Every step was a negotiation. Hunger sawed at his stomach. His legs trembled under a body that no longer recognized itself. His vision blurred in waves, then snapped back into painful focus. The sun, white and unfamiliar, pressed down on the back of his neck like a flat hand.
But he kept moving.
Not courage. Not hope. Just a refusal to die in a muddy ditch.
At the village gate, two guards in worn leather armor blocked the way.
"Halt, scum!" one of them barked, crossing his spear. "We have to search yo—"
The guard cut himself off.
His face twisted in revulsion. He took a step back.
"Gods, the stench of him," his partner swore, pinching his nose. "Get away from us, wretch!"
Davin blinked, dazed.
He knew he reeked. The smell of ground-in filth, stale sweat, and dried blood clung to his skin. But the guards' reaction went past simple discomfort.

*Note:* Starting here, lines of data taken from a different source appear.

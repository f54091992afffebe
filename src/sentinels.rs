use once_cell::sync::Lazy;
use regex::Regex;
use std::collections::HashMap;

pub const SEG_ID_WIDTH: usize = 6;

/// Any marker of our batch protocol, well-formed or truncated id.
pub static SEG_MARKER_RE: Lazy<Regex> =
    Lazy::new(|| Regex::new(r"<<PT_(?:SEG|END):\d{1,6}>>").expect("seg marker regex"));

pub fn seg_start(seg_id: usize) -> String {
    format!("<<PT_SEG:{seg_id:0SEG_ID_WIDTH$}>>")
}

pub fn seg_end(seg_id: usize) -> String {
    format!("<<PT_END:{seg_id:0SEG_ID_WIDTH$}>>")
}

/// Renders one segment block for the batch prompt.
pub fn wrap_segment(seg_id: usize, text: &str) -> String {
    format!("{}\n{}\n{}", seg_start(seg_id), text, seg_end(seg_id))
}

pub fn contains_marker(text: &str) -> bool {
    SEG_MARKER_RE.is_match(text)
}

pub fn strip_markers(text: &str) -> String {
    SEG_MARKER_RE.replace_all(text, "").trim().to_string()
}

/// Extracts per-segment translations from a batch completion.
///
/// Walks the expected ids in order with a single forward cursor. Ids the
/// model dropped or mangled are simply absent from the result; the caller
/// substitutes a fallback for those. Models also like to echo prose around
/// the markers, so anything outside a start/end pair is ignored.
pub fn parse_segmented_output(text: &str, expected_ids: &[usize]) -> HashMap<usize, String> {
    let mut segments: HashMap<usize, String> = HashMap::new();
    let mut cursor = 0usize;
    for &seg_id in expected_ids {
        let start_marker = seg_start(seg_id);
        let end_marker = seg_end(seg_id);

        let Some(start_idx) = text[cursor..].find(&start_marker).map(|i| cursor + i) else {
            continue;
        };
        let start_end = start_idx + start_marker.len();

        let Some(end_idx) = text[start_end..].find(&end_marker).map(|i| start_end + i) else {
            cursor = start_end;
            continue;
        };

        segments.insert(seg_id, text[start_end..end_idx].trim().to_string());
        cursor = end_idx + end_marker.len();
    }
    segments
}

He smelled like something already half-dead.
The first guard waved him through, exasperated. No interest in touching him. Even less in searching him.
Davin passed through the heavy wooden gates of the village, body wrecked and stomach screaming, but alive.
His stink had spared him a search, and probably worse.
The village hit his numbed senses with an almost aggressive energy. A packed-dirt main street, broken up by uneven cobblestones, ran between the buildings. Wood and rough stone houses lined the road. The air smelled of bitter dust, hot bread, sweat, and burned grease. Mail-clad guards patrolled, heavy swords clanking against their belts. Merchants shouted to move their goods, haggling hard with hurried passersby.
For a second, Davin watched.
Another world. Unknown rules. Danger everywhere. A hierarchy he didn't understand yet.
Then another cramp wrenched his stomach, worse than the others. It almost tore a groan out of him.
The world, the magic, the answers. All of that could wait.
The cramp in his gut wouldn't.
He needed food. Before his new body decided to quit on him for good.